"tadchem" wrote in message news: snipped-for-privacy@d21g2000prf.googlegroups.com... | On Feb 1, 1:27 pm, Robert Clark wrote: | > I discussed a method for surrounding large ground based telescopes | > with a vacuum shroud reaching to the stratosphere in a post to | > sci.astro: | >
| > Newsgroups: sci.astro, sci.physics, sci.engr.mech, sci.space.policy | > From: "Robert Clark" | > Date: 29 Apr 2005 09:55:15 -0700 | > Local: Fri, Apr 29 2005 11:55 am | > Subject: An atmospheric envelope for ground-based telescopes.http://groups.google.com/group/sci.astro/browse_thread/thread/d7661ed...| >
| > For telescopes of the liquid mirror type arbitrarily large mirrors | > could then be used without the restrictions on the size of liquid | > mirrors caused by the winds produced by the rotating surface. | | Rotating pools of liquid will develop spiral standing waves (even in a | vacuum) due to imperfections in the bearings and alignment of the | rotating plane WRT to the ever-changing local gravity gradient (you | forgot about the moon's and sun's gravity, didn't you?). | | > Liquid mirrors telescopes have the limitation that they have to be | > upward pointing.

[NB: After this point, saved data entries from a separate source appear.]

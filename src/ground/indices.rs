//! Brightness and saturation indices of a sky photograph.
//!
//! With every channel scaled to `[0, 1]`:
//!
//! ```text
//! BI = (R + G + B) / 3
//! SI = (B - R) / (B + R)
//! ```
//!
//! Pixels hidden by the station sky mask (horizon, buildings, the camera housing) are
//! set to `NaN` in both indices, as is `SI` wherever `B + R == 0`.
use nalgebra::DMatrix;

use crate::cloudcorr_errors::CloudCorrError;
use crate::constants::{BrightnessIndex, SaturationIndex, CHANNEL_MAX};

/// An 8-bit RGB image as three channel planes of identical shape.
#[derive(Debug, Clone, PartialEq)]
pub struct RgbImage {
    r: DMatrix<u8>,
    g: DMatrix<u8>,
    b: DMatrix<u8>,
}

impl RgbImage {
    /// Errors
    /// ----------
    /// * [`CloudCorrError::ShapeMismatch`] if the planes differ in shape.
    pub fn new(r: DMatrix<u8>, g: DMatrix<u8>, b: DMatrix<u8>) -> Result<Self, CloudCorrError> {
        for plane in [&g, &b] {
            if plane.shape() != r.shape() {
                return Err(CloudCorrError::ShapeMismatch {
                    left: r.shape(),
                    right: plane.shape(),
                });
            }
        }
        Ok(RgbImage { r, g, b })
    }

    /// Build from row-major interleaved `RGBRGB…` bytes, the `(H, W, 3)` layout image
    /// decoders produce.
    pub fn from_interleaved(nrows: usize, ncols: usize, data: &[u8]) -> Result<Self, CloudCorrError> {
        if data.len() != nrows * ncols * 3 {
            return Err(CloudCorrError::ShapeMismatch {
                left: (nrows, ncols * 3),
                right: (data.len() / 3, 3),
            });
        }
        let plane = |channel: usize| {
            DMatrix::from_fn(nrows, ncols, |row, col| data[(row * ncols + col) * 3 + channel])
        };
        Ok(RgbImage {
            r: plane(0),
            g: plane(1),
            b: plane(2),
        })
    }

    pub fn shape(&self) -> (usize, usize) {
        self.r.shape()
    }
}

/// Compute the `(BI, SI)` index images.
///
/// Arguments
/// -----------------
/// * `image`: the sky photograph.
/// * `sky_mask`: `true` where the pixel shows sky; `None` keeps every pixel.
///
/// Errors
/// ----------
/// * [`CloudCorrError::ShapeMismatch`] if the mask does not match the image.
pub fn color_indices(
    image: &RgbImage,
    sky_mask: Option<&DMatrix<bool>>,
) -> Result<(DMatrix<BrightnessIndex>, DMatrix<SaturationIndex>), CloudCorrError> {
    if let Some(mask) = sky_mask {
        if mask.shape() != image.shape() {
            return Err(CloudCorrError::ShapeMismatch {
                left: image.shape(),
                right: mask.shape(),
            });
        }
    }

    let (nrows, ncols) = image.shape();
    let visible = |row: usize, col: usize| sky_mask.map_or(true, |mask| mask[(row, col)]);
    let channel =
        |plane: &DMatrix<u8>, row: usize, col: usize| f64::from(plane[(row, col)]) / CHANNEL_MAX;

    let bi = DMatrix::from_fn(nrows, ncols, |row, col| {
        if !visible(row, col) {
            return f64::NAN;
        }
        (channel(&image.r, row, col) + channel(&image.g, row, col) + channel(&image.b, row, col))
            / 3.0
    });

    let si = DMatrix::from_fn(nrows, ncols, |row, col| {
        let r = channel(&image.r, row, col);
        let b = channel(&image.b, row, col);
        if !visible(row, col) || b + r == 0.0 {
            return f64::NAN;
        }
        (b - r) / (b + r)
    });

    Ok((bi, si))
}

#[cfg(test)]
mod indices_test {
    use super::*;
    use approx::assert_relative_eq;

    #[test]
    fn test_indices_of_known_pixels() {
        // white, pure blue, black
        let image = RgbImage::from_interleaved(1, 3, &[255, 255, 255, 0, 0, 255, 0, 0, 0]).unwrap();
        let (bi, si) = color_indices(&image, None).unwrap();

        assert_relative_eq!(bi[(0, 0)], 1.0);
        assert_relative_eq!(si[(0, 0)], 0.0);
        assert_relative_eq!(bi[(0, 1)], 1.0 / 3.0);
        assert_relative_eq!(si[(0, 1)], 1.0);
        assert_relative_eq!(bi[(0, 2)], 0.0);
        assert!(si[(0, 2)].is_nan());
    }

    #[test]
    fn test_sky_mask_blanks_pixels() {
        let image = RgbImage::new(
            DMatrix::from_element(2, 2, 100),
            DMatrix::from_element(2, 2, 120),
            DMatrix::from_element(2, 2, 200),
        )
        .unwrap();
        let mask = DMatrix::from_row_slice(2, 2, &[true, false, true, true]);

        let (bi, si) = color_indices(&image, Some(&mask)).unwrap();
        assert!(bi[(0, 1)].is_nan() && si[(0, 1)].is_nan());
        assert_relative_eq!(bi[(1, 0)], 420.0 / 765.0, epsilon = 1e-12);
        assert_relative_eq!(si[(1, 1)], 100.0 / 300.0, epsilon = 1e-12);
    }

    #[test]
    fn test_shape_checks() {
        assert!(RgbImage::new(
            DMatrix::from_element(2, 2, 0),
            DMatrix::from_element(2, 3, 0),
            DMatrix::from_element(2, 2, 0),
        )
        .is_err());
        assert!(RgbImage::from_interleaved(2, 2, &[0; 11]).is_err());

        let image = RgbImage::from_interleaved(2, 2, &[0; 12]).unwrap();
        let mask = DMatrix::from_element(3, 2, true);
        assert_eq!(
            color_indices(&image, Some(&mask)),
            Err(CloudCorrError::ShapeMismatch {
                left: (2, 2),
                right: (3, 2)
            })
        );
    }
}
use thiserror::Error;

#[derive(Error, Debug)]
pub enum CloudCorrError {
    #[error("No candidate observation for {key} (target {target})")]
    NotFound { key: String, target: String },

    #[error("Point ({x}, {y}) lies outside the boundary domain [{min}, {max}]")]
    Domain { x: f64, y: f64, min: f64, max: f64 },

    #[error("Division by a zero total while computing {0}")]
    Division(String),

    #[error("No valid entries to summarise: {0}")]
    EmptyInput(String),

    #[error("Invalid bit range: {0}")]
    InvalidBitRange(String),

    #[error("Julian day {day} is out of range for year {year}")]
    DayOutOfRange { year: i32, day: u32 },

    #[error("Invalid day specification: {0}")]
    InvalidDaySpec(String),

    #[error("Invalid time of day: {0}")]
    InvalidTimeOfDay(String),

    #[error("Invalid observation key: {0}")]
    InvalidKey(String),

    #[error("Invalid station coordinates: {0}")]
    InvalidStation(String),

    #[error("Invalid decision boundary: {0}")]
    InvalidBoundary(String),

    #[error("Invalid platform descriptor: {0}")]
    InvalidDescriptor(String),

    #[error("Essential layer {0} is missing from the scene")]
    MissingLayer(String),

    #[error("Array shapes differ: {left:?} vs {right:?}")]
    ShapeMismatch {
        left: (usize, usize),
        right: (usize, usize),
    },

    #[error("Count {count} exceeds total {total}")]
    PercentOutOfRange { count: f64, total: f64 },

    #[error("Archive access failed: {0}")]
    Archive(String),

    #[error("Processing of {key} failed: {source}")]
    ForKey {
        key: String,
        #[source]
        source: Box<CloudCorrError>,
    },
}

impl CloudCorrError {
    /// Attach the observation key to an error raised while processing one day.
    pub fn for_key(self, key: impl ToString) -> Self {
        CloudCorrError::ForKey {
            key: key.to_string(),
            source: Box::new(self),
        }
    }

    /// Strip any [`CloudCorrError::ForKey`] wrappers and return the underlying error.
    pub fn root(&self) -> &CloudCorrError {
        match self {
            CloudCorrError::ForKey { source, .. } => source.root(),
            other => other,
        }
    }
}

impl PartialEq for CloudCorrError {
    fn eq(&self, other: &Self) -> bool {
        use CloudCorrError::*;
        match (self, other) {
            (NotFound { key: a, target: ta }, NotFound { key: b, target: tb }) => {
                a == b && ta == tb
            }
            (
                Domain {
                    x: xa,
                    y: ya,
                    min: mina,
                    max: maxa,
                },
                Domain {
                    x: xb,
                    y: yb,
                    min: minb,
                    max: maxb,
                },
            ) => xa == xb && ya == yb && mina == minb && maxa == maxb,
            (Division(a), Division(b)) => a == b,
            (EmptyInput(a), EmptyInput(b)) => a == b,
            (InvalidBitRange(a), InvalidBitRange(b)) => a == b,
            (DayOutOfRange { year: ya, day: da }, DayOutOfRange { year: yb, day: db }) => {
                ya == yb && da == db
            }
            (InvalidDaySpec(a), InvalidDaySpec(b)) => a == b,
            (InvalidTimeOfDay(a), InvalidTimeOfDay(b)) => a == b,
            (InvalidKey(a), InvalidKey(b)) => a == b,
            (InvalidStation(a), InvalidStation(b)) => a == b,
            (InvalidBoundary(a), InvalidBoundary(b)) => a == b,
            (InvalidDescriptor(a), InvalidDescriptor(b)) => a == b,
            (MissingLayer(a), MissingLayer(b)) => a == b,
            (
                ShapeMismatch {
                    left: la,
                    right: ra,
                },
                ShapeMismatch {
                    left: lb,
                    right: rb,
                },
            ) => la == lb && ra == rb,
            (
                PercentOutOfRange {
                    count: ca,
                    total: ta,
                },
                PercentOutOfRange {
                    count: cb,
                    total: tb,
                },
            ) => ca == cb && ta == tb,
            (Archive(a), Archive(b)) => a == b,
            (ForKey { key: a, source: sa }, ForKey { key: b, source: sb }) => a == b && sa == sb,

            _ => false,
        }
    }
}
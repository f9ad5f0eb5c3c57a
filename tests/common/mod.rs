#![allow(dead_code)]

use approx::assert_relative_eq;
use hifitime::Epoch;
use indexmap::IndexMap;

use cloudcorr::cloudcorr_errors::CloudCorrError;
use cloudcorr::ground::indices::RgbImage;
use cloudcorr::platform::{PlatformDescriptor, RawLayers};
use cloudcorr::scenes::CandidateObservation;
use cloudcorr::session::{GroundArchive, PlatformArchive};
use cloudcorr::station::Station;
use cloudcorr::statistics::ChannelStats;
use cloudcorr::time::{ObservationKey, TimeOfDay};

pub fn key(year: i32, day: u32) -> ObservationKey {
    ObservationKey::new(year, day).unwrap()
}

pub fn at(key: ObservationKey, hour: u8, minute: u8) -> Epoch {
    key.epoch_at(TimeOfDay::new(hour, minute).unwrap())
}

pub fn station() -> Station {
    Station::new(Some("Sodankyla".into()), 67.37, 26.63).unwrap()
}

pub fn assert_stats_close(actual: &ChannelStats, expected: &ChannelStats, epsilon: f64) {
    assert_relative_eq!(actual.mean, expected.mean, epsilon = epsilon);
    assert_relative_eq!(actual.min, expected.min, epsilon = epsilon);
    assert_relative_eq!(actual.max, expected.max, epsilon = epsilon);
}

/// Pack `(CLD, CLD_SHDW, ADJ_CLD, SNW)` counts into one number-mapping word.
pub fn pack(cld: u8, shadow: u8, adjacent: u8, snow: u8) -> u32 {
    u32::from(cld) | (u32::from(shadow) << 8) | (u32::from(adjacent) << 16) | (u32::from(snow) << 24)
}

/// A platform scene held in memory.
#[derive(Debug, Clone)]
pub struct StoredScene {
    pub name: String,
    pub time: Epoch,
    pub layers: RawLayers,
}

/// Platform archive backed by a map of day -> scenes.
#[derive(Debug, Default)]
pub struct MemoryPlatform {
    pub days: IndexMap<ObservationKey, Vec<StoredScene>>,
}

impl MemoryPlatform {
    pub fn with_scene(mut self, key: ObservationKey, scene: StoredScene) -> Self {
        self.days.entry(key).or_default().push(scene);
        self
    }
}

impl PlatformArchive for MemoryPlatform {
    type Handle = (ObservationKey, usize);

    fn scenes(
        &self,
        _station: &Station,
        key: &ObservationKey,
    ) -> Result<Vec<CandidateObservation<Self::Handle>>, CloudCorrError> {
        Ok(self
            .days
            .get(key)
            .map(|scenes| {
                scenes
                    .iter()
                    .enumerate()
                    .map(|(i, scene)| CandidateObservation::new(scene.time, (*key, i)))
                    .collect()
            })
            .unwrap_or_default())
    }

    fn read_layers(
        &self,
        handle: &Self::Handle,
        _descriptor: &PlatformDescriptor,
        _station: &Station,
    ) -> Result<RawLayers, CloudCorrError> {
        self.days
            .get(&handle.0)
            .and_then(|scenes| scenes.get(handle.1))
            .map(|scene| scene.layers.clone())
            .ok_or_else(|| CloudCorrError::Archive(format!("no scene {handle:?}")))
    }
}

/// Ground archive backed by a list of timestamped images.
#[derive(Debug, Default)]
pub struct MemoryGround {
    pub images: Vec<(Epoch, RgbImage)>,
    pub sky_mask: Option<nalgebra::DMatrix<bool>>,
}

impl GroundArchive for MemoryGround {
    type Handle = usize;

    fn images(
        &self,
        _station: &Station,
        key: &ObservationKey,
    ) -> Result<Vec<CandidateObservation<usize>>, CloudCorrError> {
        let start = at(*key, 0, 0);
        let end = start + hifitime::Unit::Day * 1_i64;
        Ok(self
            .images
            .iter()
            .enumerate()
            .filter(|(_, (time, _))| *time >= start && *time < end)
            .map(|(i, (time, _))| CandidateObservation::new(*time, i))
            .collect())
    }

    fn read_rgb(&self, handle: &usize) -> Result<RgbImage, CloudCorrError> {
        self.images
            .get(*handle)
            .map(|(_, image)| image.clone())
            .ok_or_else(|| CloudCorrError::Archive(format!("no image {handle}")))
    }

    fn sky_mask(&self) -> Option<&nalgebra::DMatrix<bool>> {
        self.sky_mask.as_ref()
    }
}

However, they are much cheaper than a comparable | > sized solid mirror scope, perhaps by a factor of a hundred. There have | > been proposals for a 100 meter solid mirror telescope, costing in the | > range of a billion dollars. A liquid mirror telescope of this size | > might cost $10 million. | > My suggestion for raising the vacuum chamber walls to high altitude | > was to have them held in place dynamically with continuously supplied | > pressurized fluid. However, after a web search I found a report on | > creating inflatable vacuum chambers, where the walls are filled with | > pressurized gas for strength. Such chambers could even be buoyant if | > the walls were filled with a lighter than air gas such as helium: | | Air has about 7.25 times the density of helium at the same pressure. | The gas laws imply that when helium is pressurized to 7.25 times the | pressure of the air it becomes neutrally buoyant - any more and it | becomes negatively buoyant (it sinks). | | Your vacuum chamber will need an optically flat and transparent lid. | This is impossible to achieve in a gravity field. Even a 1 meter span | of glass will sag under gravity, resulting in a hopelessly distorted | image. | | Keck-style mirror arrays is the wave of the future of light-gathering | power in earth-bound optical astronomy. The only question will be | over how many kilometers will the mirrors be spread out. VLB | interferometry is SOO good at improving resolution... |
Not mention his vacuum holding bouncy castle reaches stratosphere. Lordy knows what a hurricane would do to it.